I came across this article and found it to be very enlightening when it comes to people who are looking to hire Virtual Assistants who they’ve never met. The three simple steps outline in the article by Grainne are so simple and easy to do to calm the fears that someone might have when faced with the trust question and putting their business into the hands of a Virtual Assistant.
I myself have used all three suggestions and they do work, people respond a lot better when they know that they can actually speak to the person they are going to hire, that is why it is always a good idea to have a contact number Skype or a local number so that they have the option to speak with you. Another good idea is to have your location visible so that they know where you’re located and if that happens to be close to then it’s always nice to do a meet up if possible.
Here is an extract of the post How to trust a Virtual Assistant with your Business? by Grainne Foley. For the full article just click on the link, enjoy.

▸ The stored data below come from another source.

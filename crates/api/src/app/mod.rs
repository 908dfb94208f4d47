//! HTTP API application wiring (Axum router + service wiring).
//!
//! If you're new to Rust, this folder is structured like:
//! - `services.rs`: infrastructure wiring (event store/bus, projections, dispatcher)
//! - `routes/`: HTTP routes + handlers (one file per domain area)
//! - `dto.rs`: request/response DTOs and JSON mapping helpers
//! - `errors.rs`: consistent error responses

use std::sync::Arc;

use axum::{routing::get, Extension, Router};
use tower::ServiceBuilder;

use crate::middleware;

pub mod dto;
pub mod errors;
pub mod routes;
pub mod services;

/// Build the full HTTP router (public entrypoint used by `main.rs`).
pub async fn build_app(jwt_secret: String) -> Router {
    let jwt = Arc::new(forgeerp_auth::Hs256JwtValidator::new(jwt_secret.into_bytes()));
    let auth_state = middleware::AuthState { jwt: jwt.clone() };

    let services = Arc::new(services::build_services(jwt).await);
    let replay_jobs = routes::replay::ReplayJobStore::new();

    // Protected routes: require auth + tenant context.
    let protected = routes::router()
        .layer(Extension(services.clone()))
        .layer(Extension(replay_jobs))
        .layer(axum::middleware::from_fn_with_state(
            auth_state,
            middleware::auth_middleware,
        ));

    // Auth routes (register/login/refresh/logout) are unauthenticated by
    // definition: you need them to obtain a token in the first place.
    let auth_routes = routes::auth::router().layer(Extension(services));

    Router::new()
        .route("/health", get(routes::system::health))
        .merge(auth_routes)
        .merge(protected)
        .layer(ServiceBuilder::new())
}


use std::sync::{mpsc, Arc};
use std::thread;
use std::time::{Duration, Instant};

use tracing::{info, warn};

use forgeerp_core::TenantId;
use forgeerp_ai::{
    AiResult, AiScheduler, InventoryAnomalyJob, InventorySnapshot, LocalAiScheduler, ReadModelReader,
    TenantScope,
};

/// Sink for AI insights.
///
/// This is intentionally separate from the domain event stream:
/// AI outputs are *insights*, not domain events.
pub trait AiInsightSink: Send + Sync + 'static {
    fn emit(&self, tenant_id: TenantId, result: AiResult);
}

/// In-memory sink for tests/dev.
#[derive(Debug, Default)]
pub struct InMemoryAiInsightSink {
    inner: std::sync::Mutex<Vec<(TenantId, AiResult)>>,
}

impl InMemoryAiInsightSink {
    pub fn new() -> Self {
        Self::default()
    }

    pub fn all(&self) -> Vec<(TenantId, AiResult)> {
        self.inner.lock().unwrap().clone()
    }
}

impl AiInsightSink for InMemoryAiInsightSink {
    fn emit(&self, tenant_id: TenantId, result: AiResult) {
        self.inner.lock().unwrap().push((tenant_id, result));
    }
}

/// Config for the inventory anomaly runner.
#[derive(Debug, Clone)]
pub struct InventoryAnomalyRunner {
    pub interval: Duration,
    pub max_retries: u32,
    pub base_backoff: Duration,
    pub window: usize,
    pub z_threshold: f64,
}

impl Default for InventoryAnomalyRunner {
    fn default() -> Self {
        Self {
            interval: Duration::from_secs(60),
            max_retries: 5,
            base_backoff: Duration::from_millis(250),
            window: 10,
            z_threshold: 3.0,
        }
    }
}

/// Handle for the running AI runner (shutdown + trigger hook).
#[derive(Debug)]
pub struct InventoryAnomalyRunnerHandle {
    shutdown: mpsc::Sender<()>,
    trigger: mpsc::SyncSender<()>,
    join: Option<thread::JoinHandle<()>>,
}

impl InventoryAnomalyRunnerHandle {
    /// Event-trigger hook: call after a successful projection update.
    ///
    /// Backpressure: triggers are coalesced (bounded queue). If the runner is already pending,
    /// this becomes a no-op.
    pub fn trigger(&self) {
        // Coalesce: channel capacity=1; ignore if already full.
        let _ = self.trigger.try_send(());
    }

    /// Gracefully stop the runner thread.
    pub fn shutdown(mut self) {
        let _ = self.shutdown.send(());
        if let Some(j) = self.join.take() {
            let _ = j.join();
        }
    }
}

impl InventoryAnomalyRunner {
    /// Spawn a tenant-scoped runner.
    ///
    /// - Schedule: runs every `interval`
    /// - Event-trigger: call `handle.trigger()` after projection updates
    /// - Failures: logged + retried with bounded exponential backoff; never propagate
    pub fn spawn_for_tenant<R, S>(
        &self,
        name: &'static str,
        tenant_id: TenantId,
        reader: Arc<R>,
        sink: Arc<S>,
    ) -> InventoryAnomalyRunnerHandle
    where
        R: ReadModelReader<InventorySnapshot> + 'static,
        S: AiInsightSink + 'static,
    {
        let (shutdown_tx, shutdown_rx) = mpsc::channel::<()>();
        let (trigger_tx, trigger_rx) = mpsc::sync_channel::<()>(1);

        let cfg = self.clone();
        let join = thread::Builder::new()
            .name(name.to_string())
            .spawn(move || {
                runner_loop(
                    name,
                    tenant_id,
                    cfg,
                    shutdown_rx,
                    trigger_rx,
                    reader,
                    sink,
                )
            })
            .expect("failed to spawn inventory anomaly runner thread");

        InventoryAnomalyRunnerHandle {
            shutdown: shutdown_tx,
            trigger: trigger_tx,
            join: Some(join),
        }
    }
}

fn runner_loop<R, S>(
    name: &'static str,
    tenant_id: TenantId,
    cfg: InventoryAnomalyRunner,
    shutdown_rx: mpsc::Receiver<()>,
    trigger_rx: mpsc::Receiver<()>,
    reader: Arc<R>,
    sink: Arc<S>,
) where
    R: ReadModelReader<InventorySnapshot> + 'static,
    S: AiInsightSink + 'static,
{
    info!(runner = name, tenant = %tenant_id, "inventory anomaly runner started");

    let scheduler = LocalAiScheduler::new(TenantScope::Tenant(tenant_id));

    let mut next_tick = Instant::now() + cfg.interval;
    let mut pending = true; // run once on startup
    let mut failures: u32 = 0;
    let mut backoff_until: Option<Instant> = None;

    loop {
        // Shutdown has priority.
        if shutdown_rx.try_recv().is_ok() {
            break;
        }

        let now = Instant::now();
        if now >= next_tick {
            pending = true;
            // Keep a stable cadence even if we were delayed.
            while next_tick <= now {
                next_tick += cfg.interval;
            }
        }

        // Event-trigger: non-blocking drain to coalesce multiple triggers.
        while trigger_rx.try_recv().is_ok() {
            pending = true;
        }

        // Backoff gate.
        if let Some(until) = backoff_until {
            if Instant::now() < until {
                thread::sleep(Duration::from_millis(50));
                continue;
            }
            backoff_until = None;
        }

        if !pending {
            // Wait until next tick or trigger or shutdown.
            let sleep_for = next_tick
                .saturating_duration_since(Instant::now())
                .min(Duration::from_millis(250));
            thread::sleep(sleep_for);
            continue;
        }

        pending = false;

        // 1) Get tenant snapshot (read model).
        let snapshot = match reader.get_snapshot(tenant_id) {
            Ok(s) => s,
            Err(e) => {
                warn!(runner = name, tenant = %tenant_id, error = ?e, "failed to get inventory snapshot");
                failures += 1;
                if failures <= cfg.max_retries {
                    pending = true;
                    backoff_until = Some(Instant::now() + backoff(cfg.base_backoff, failures));
                } else {
                    failures = 0;
                }
                continue;
            }
        };

        // 2) Run deterministic inference.
        let job = InventoryAnomalyJob::new(tenant_id, snapshot)
            .with_window(cfg.window)
            .with_z_threshold(cfg.z_threshold);

        match scheduler.run(job) {
            Ok(result) => {
                failures = 0;
                sink.emit(tenant_id, result);
            }
            Err(e) => {
                warn!(runner = name, tenant = %tenant_id, error = ?e, "inventory anomaly job failed");
                failures += 1;
                if failures <= cfg.max_retries {
                    pending = true;
                    backoff_until = Some(Instant::now() + backoff(cfg.base_backoff, failures));
                } else {
                    failures = 0;
                }
            }
        }
    }

    info!(runner = name, tenant = %tenant_id, "inventory anomaly runner stopped");
}

fn backoff(base: Duration, attempt: u32) -> Duration {
    // Exponential backoff: base * 2^(attempt-1), capped.
    let pow = 1u32 << attempt.saturating_sub(1).min(10);
    let ms = base.as_millis().saturating_mul(pow as u128);
    Duration::from_millis(ms.min(10_000) as u64)
}


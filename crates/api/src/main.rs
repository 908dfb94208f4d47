#[tokio::main]
async fn main() {
    forgeerp_observability::init();

    let jwt_secret = std::env::var("JWT_SECRET").unwrap_or_else(|_| {
        tracing::warn!("JWT_SECRET not set; using insecure dev default");
        "dev-secret".to_string()
    });

    let listen_addr = std::env::var("LISTEN_ADDR").unwrap_or_else(|_| "0.0.0.0:8080".to_string());

    let app = forgeerp_api::app::build_app(jwt_secret).await;

    let listener = match tokio::net::TcpListener::bind(&listen_addr).await {
        Ok(l) => l,
        Err(e) => {
            tracing::error!(error = %e, addr = %listen_addr, "failed to bind api listener");
            std::process::exit(1);
        }
    };

    tracing::info!("listening on {}", listener.local_addr().unwrap());

    let serve = axum::serve(listener, app).with_graceful_shutdown(shutdown_signal());

    if let Err(e) = serve.await {
        tracing::error!(error = %e, "api server error");
        std::process::exit(1);
    }

    tracing::info!("api shut down gracefully");
}

async fn shutdown_signal() {
    let ctrl_c = async {
        tokio::signal::ctrl_c()
            .await
            .expect("failed to install Ctrl+C handler");
    };

    #[cfg(unix)]
    let terminate = async {
        tokio::signal::unix::signal(tokio::signal::unix::SignalKind::terminate())
            .expect("failed to install SIGTERM handler")
            .recv()
            .await;
    };

    #[cfg(not(unix))]
    let terminate = std::future::pending::<()>();

    tokio::select! {
        _ = ctrl_c => {},
        _ = terminate => {},
    }

    tracing::info!("shutdown signal received, draining in-flight requests");
}
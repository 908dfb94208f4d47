use std::sync::Arc;

use axum::{
    extract::State,
    http::{HeaderMap, StatusCode},
    middleware::Next,
    response::Response,
};
use chrono::Utc;

use forgeerp_auth::JwtValidator;

use crate::context::{PrincipalContext, TenantContext};

#[derive(Clone)]
pub struct AuthState {
    pub jwt: Arc<dyn JwtValidator>,
}

pub async fn auth_middleware(
    State(state): State<AuthState>,
    mut req: axum::http::Request<axum::body::Body>,
    next: Next,
) -> Result<Response, StatusCode> {
    let token = extract_bearer(req.headers())?;

    let claims = state
        .jwt
        .validate(token, Utc::now())
        .map_err(|_e| StatusCode::UNAUTHORIZED)?;

    req.extensions_mut()
        .insert(TenantContext::new(claims.tenant_id));
    req.extensions_mut().insert(PrincipalContext::new(
        claims.sub,
        claims.roles.clone(),
    ));

    Ok(next.run(req).await)
}

fn extract_bearer(headers: &HeaderMap) -> Result<&str, StatusCode> {
    let header = headers
        .get(axum::http::header::AUTHORIZATION)
        .ok_or(StatusCode::UNAUTHORIZED)?;

    let header = header.to_str().map_err(|_| StatusCode::UNAUTHORIZED)?;

    let header = header
        .strip_prefix("Bearer ")
        .ok_or(StatusCode::UNAUTHORIZED)?;

    let token = header.trim();
    if token.is_empty() {
        return Err(StatusCode::UNAUTHORIZED);
    }

    Ok(token)
}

How to trust a Virtual Assistant with your business? by Grainne Foley (Extract)
Here are ways to build that trust factor
Interview your VA using the Skype video feature. This way you can see them while you talk to them. Do they seem open, friendly, and personable? Ask all the questions you want and stay on the phone chatting until you are sure that you are comfortable with and want to continue with this VA in particular. If trust is an issue for you, tell them this and ask them how they can help you to rectify that. Remember VA’s work with a myriad of clients so you’re not the first person to be nervous about working with someone who works remotely. They may have some suggestions to help to ease your worries and make you more comfortable.

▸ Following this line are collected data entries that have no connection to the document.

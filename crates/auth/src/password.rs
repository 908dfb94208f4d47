//! Password hashing for stored credentials (argon2id, per-hash random salt).

use argon2::password_hash::{rand_core::OsRng, PasswordHash, PasswordHasher as _, PasswordVerifier as _, SaltString};
use argon2::Argon2;
use thiserror::Error;

#[derive(Debug, Error)]
pub enum PasswordError {
    #[error("failed to hash password: {0}")]
    Hash(String),
    #[error("stored password hash is malformed: {0}")]
    MalformedHash(String),
}

/// Hash `plaintext` with a freshly generated salt, returning the PHC string
/// (`$argon2id$v=19$...`) suitable for storage.
pub fn hash_password(plaintext: &str) -> Result<String, PasswordError> {
    let salt = SaltString::generate(&mut OsRng);
    Argon2::default()
        .hash_password(plaintext.as_bytes(), &salt)
        .map(|h| h.to_string())
        .map_err(|e| PasswordError::Hash(e.to_string()))
}

/// Verify `plaintext` against a stored PHC hash string. Never short-circuits
/// on a malformed hash with `true` — a corrupt record fails closed.
pub fn verify_password(plaintext: &str, stored_hash: &str) -> Result<bool, PasswordError> {
    let parsed = PasswordHash::new(stored_hash).map_err(|e| PasswordError::MalformedHash(e.to_string()))?;
    Ok(Argon2::default()
        .verify_password(plaintext.as_bytes(), &parsed)
        .is_ok())
}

Conduct at least 3 reference checks on the VA in question. During the reference check, ask the other clients if they have ever had any issues with the VA. Let the VA’s current clients know that you are nervous about working remotely with someone and ask them if they felt that way at all. I guarantee you at least one will say yes, continue the conversation from there.

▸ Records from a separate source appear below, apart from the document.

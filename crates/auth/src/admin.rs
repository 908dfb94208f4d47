//! Well-known permission identifiers for identity administration endpoints.
//!
//! Kept separate from the free-form per-domain `Permission::new(...)` literals
//! (see `crates/api/src/app/routes/*.rs`) because these guard user/role
//! management itself and are referenced from several route modules.

use std::sync::LazyLock;

use crate::Permission;

pub static USER_CREATE: LazyLock<Permission> = LazyLock::new(|| Permission::new("admin.users.create"));
pub static USER_LIST: LazyLock<Permission> = LazyLock::new(|| Permission::new("admin.users.list"));
pub static USER_READ: LazyLock<Permission> = LazyLock::new(|| Permission::new("admin.users.read"));
pub static USER_ASSIGN_ROLE: LazyLock<Permission> =
    LazyLock::new(|| Permission::new("admin.users.assign_role"));
pub static USER_REVOKE_ROLE: LazyLock<Permission> =
    LazyLock::new(|| Permission::new("admin.users.revoke_role"));
pub static USER_SUSPEND: LazyLock<Permission> = LazyLock::new(|| Permission::new("admin.users.suspend"));
pub static USER_ACTIVATE: LazyLock<Permission> = LazyLock::new(|| Permission::new("admin.users.activate"));
//! API-side authorization guard for commands.
//!
//! This enforces authorization at the command boundary (before dispatch),
//! while keeping domain aggregates and infra auth-agnostic.

use forgeerp_auth::{AuthzError, CommandAuthorization, Permission, Principal, TenantMembership, authorize};

use crate::context::{PrincipalContext, TenantContext};

/// Check authorization for a command in the current request context.
///
/// This is intended to be called **before** dispatching a command.
pub fn authorize_command<C: CommandAuthorization>(
    tenant: &TenantContext,
    principal: &PrincipalContext,
    command: &C,
) -> Result<(), AuthzError> {
    let membership = TenantMembership {
        tenant_id: tenant.tenant_id(),
        roles: principal.roles().to_vec(),
        permissions: permissions_from_roles(principal.roles()),
    };

    let principal = Principal {
        principal_id: principal.principal_id(),
        active_tenant_id: tenant.tenant_id(),
        membership,
    };

    for perm in command.required_permissions() {
        authorize(&principal, perm)?;
    }

    Ok(())
}

/// Map roles to their granted permissions using the default role-permission mapping.
///
/// This function uses the default role-to-permission mapping from the infra projections.
pub fn permissions_from_roles(roles: &[forgeerp_auth::Role]) -> Vec<Permission> {
    use forgeerp_infra::projections::default_role_permissions;
    use std::collections::HashSet;

    let mut all_permissions: HashSet<String> = HashSet::new();

    for role in roles {
        let role_perms = default_role_permissions(role.as_str());
        for perm in role_perms {
            all_permissions.insert(perm);
        }
    }

    all_permissions.into_iter().map(Permission::new).collect()
}


//! Infrastructure layer: DB, Redis, config, external services.

pub mod ai;
pub mod auth_service;
pub mod event_bus;
pub mod event_store;
pub mod command_dispatcher;
pub mod jobs;
pub mod query;
pub mod read_model;
pub mod projections;
pub mod cache;
pub mod saga;
pub mod sequencer;
pub mod workers;
pub mod db;

#[cfg(test)]
mod integration_tests;

pub use cache::{Cache, CacheError, DistributedLock, RateLimitDecision, RateLimiter};
pub use sequencer::{Sequencer, SequencerError};

/// Configuration loading and representation.
pub mod config {}

/// External service clients/adapters.
pub mod external {}
use std::collections::HashMap;
use std::sync::RwLock;

use forgeerp_core::{AggregateId, ExpectedVersion, TenantId};

use super::query::{EventFilter, EventQuery, EventQueryResult, Pagination};
use super::r#trait::{EventStore, EventStoreError, StoredEvent, UncommittedEvent};

#[derive(Debug, Copy, Clone, PartialEq, Eq, Hash)]
struct StreamKey {
    tenant_id: TenantId,
    aggregate_id: AggregateId,
}

/// In-memory append-only event store.
///
/// Intended for tests/dev. Not optimized for performance.
#[derive(Debug, Default)]
pub struct InMemoryEventStore {
    streams: RwLock<HashMap<StreamKey, Vec<StoredEvent>>>,
}

impl InMemoryEventStore {
    pub fn new() -> Self {
        Self::default()
    }

    fn current_version(stream: &[StoredEvent]) -> u64 {
        stream.last().map(|e| e.sequence_number).unwrap_or(0)
    }
}

impl EventStore for InMemoryEventStore {
    fn append(
        &self,
        events: Vec<UncommittedEvent>,
        expected_version: ExpectedVersion,
    ) -> Result<Vec<StoredEvent>, EventStoreError> {
        if events.is_empty() {
            return Ok(vec![]);
        }

        // All events must target the same tenant + aggregate stream.
        let tenant_id = events[0].tenant_id;
        let aggregate_id = events[0].aggregate_id;
        let aggregate_type = events[0].aggregate_type.clone();

        for (idx, e) in events.iter().enumerate() {
            if e.tenant_id != tenant_id {
                return Err(EventStoreError::TenantIsolation(format!(
                    "batch contains multiple tenant_ids (index {idx})"
                )));
            }
            if e.aggregate_id != aggregate_id {
                return Err(EventStoreError::InvalidAppend(format!(
                    "batch contains multiple aggregate_ids (index {idx})"
                )));
            }
            if e.aggregate_type != aggregate_type {
                return Err(EventStoreError::AggregateTypeMismatch(format!(
                    "batch contains multiple aggregate_types (index {idx})"
                )));
            }
        }

        let key = StreamKey {
            tenant_id,
            aggregate_id,
        };

        let mut streams = self
            .streams
            .write()
            .map_err(|_| EventStoreError::InvalidAppend("lock poisoned".to_string()))?;

        let stream = streams.entry(key).or_default();
        let current = Self::current_version(stream);

        if !expected_version.matches(current) {
            return Err(EventStoreError::Concurrency(format!(
                "expected {expected_version:?}, found {current}"
            )));
        }

        // Enforce aggregate type stability across the stream.
        if let Some(existing) = stream.first() {
            if existing.aggregate_type != aggregate_type {
                return Err(EventStoreError::AggregateTypeMismatch(format!(
                    "stream aggregate_type is '{}', attempted append with '{}'",
                    existing.aggregate_type, aggregate_type
                )));
            }
        }

        // Assign sequence numbers and append (append-only).
        let mut next = current + 1;
        let mut committed = Vec::with_capacity(events.len());
        for e in events {
            let stored = StoredEvent {
                event_id: e.event_id,
                tenant_id: e.tenant_id,
                aggregate_id: e.aggregate_id,
                aggregate_type: e.aggregate_type,
                sequence_number: next,
                event_type: e.event_type,
                event_version: e.event_version,
                occurred_at: e.occurred_at,
                metadata: e.metadata,
                payload: e.payload,
            };
            next += 1;
            stream.push(stored.clone());
            committed.push(stored);
        }

        Ok(committed)
    }

    fn load_stream(
        &self,
        tenant_id: TenantId,
        aggregate_id: AggregateId,
    ) -> Result<Vec<StoredEvent>, EventStoreError> {
        let key = StreamKey {
            tenant_id,
            aggregate_id,
        };

        let streams = self
            .streams
            .read()
            .map_err(|_| EventStoreError::InvalidAppend("lock poisoned".to_string()))?;

        Ok(streams.get(&key).cloned().unwrap_or_default())
    }
}

#[async_trait::async_trait]
impl EventQuery for InMemoryEventStore {
    async fn query_events(
        &self,
        tenant_id: TenantId,
        filter: EventFilter,
        pagination: Pagination,
    ) -> Result<EventQueryResult, EventStoreError> {
        // Use spawn_blocking since we're accessing RwLock (blocking operation)
        let streams = {
            let guard = self
                .streams
                .read()
                .map_err(|_| EventStoreError::InvalidAppend("lock poisoned".to_string()))?;
            guard.clone()
        };

        // Collect all events for the tenant
        let mut all_events: Vec<StoredEvent> = Vec::new();
        for (key, stream) in streams.iter() {
            if key.tenant_id == tenant_id {
                all_events.extend(stream.iter().cloned());
            }
        }

        // Apply filters
        let mut filtered: Vec<StoredEvent> = all_events
            .into_iter()
            .filter(|e| {
                if let Some(agg_id) = filter.aggregate_id {
                    if e.aggregate_id != agg_id {
                        return false;
                    }
                }
                if let Some(ref agg_type) = filter.aggregate_type {
                    if e.aggregate_type != *agg_type {
                        return false;
                    }
                }
                if let Some(ref evt_type) = filter.event_type {
                    if e.event_type != *evt_type {
                        return false;
                    }
                }
                if let Some(after) = filter.occurred_after {
                    if e.occurred_at < after {
                        return false;
                    }
                }
                if let Some(before) = filter.occurred_before {
                    if e.occurred_at > before {
                        return false;
                    }
                }
                true
            })
            .collect();

        // Sort by occurred_at (descending), then sequence_number (ascending)
        filtered.sort_by(|a, b| {
            match b.occurred_at.cmp(&a.occurred_at) {
                std::cmp::Ordering::Equal => a.sequence_number.cmp(&b.sequence_number),
                other => other,
            }
        });

        let total = filtered.len() as u64;

        // Apply pagination
        let start = pagination.offset as usize;
        let paginated = filtered.into_iter().skip(start).take(pagination.limit as usize).collect();

        let has_more = total > (pagination.offset + pagination.limit) as u64;

        Ok(EventQueryResult {
            events: paginated,
            total,
            pagination,
            has_more,
        })
    }

    async fn get_aggregate_events(
        &self,
        tenant_id: TenantId,
        aggregate_id: AggregateId,
        pagination: Option<Pagination>,
    ) -> Result<EventQueryResult, EventStoreError> {
        // For aggregate streams, use load_stream (sequence order) instead of query_events (time order)
        let all_events = self.load_stream(tenant_id, aggregate_id)?;

        let total = all_events.len() as u64;
        let pagination = pagination.unwrap_or_default();

        let start = pagination.offset as usize;
        let paginated: Vec<StoredEvent> = all_events
            .into_iter()
            .skip(start)
            .take(pagination.limit as usize)
            .collect();

        let has_more = total > (pagination.offset + pagination.limit) as u64;

        Ok(EventQueryResult {
            events: paginated,
            total,
            pagination,
            has_more,
        })
    }

    async fn get_event_by_id(
        &self,
        tenant_id: TenantId,
        event_id: uuid::Uuid,
    ) -> Result<Option<StoredEvent>, EventStoreError> {
        let streams = {
            let guard = self
                .streams
                .read()
                .map_err(|_| EventStoreError::InvalidAppend("lock poisoned".to_string()))?;
            guard.clone()
        };
        
        for (key, stream) in streams.iter() {
            if key.tenant_id == tenant_id {
                if let Some(event) = stream.iter().find(|e| e.event_id == event_id) {
                    return Ok(Some(event.clone()));
                }
            }
        }
        
        Ok(None)
    }
}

You should always have a confidentiality clause included as one of the documents that the VA must sign and make it very clear what the consequences are if the VA divulges any confidential material to outside parties.
Once you follow these steps, you will feel a lot more comfortable about working with a VA. Start small and give them more work as your comfortable level with them grows. Remember this is a two-way street. You have to be open with your VA as well; they need to be able to trust you and feel that they can engage with you openly and that you welcome their suggestions/ideas. Give praise when it’s due, offer feedback when necessary and appreciate them and the difference they are making to your business.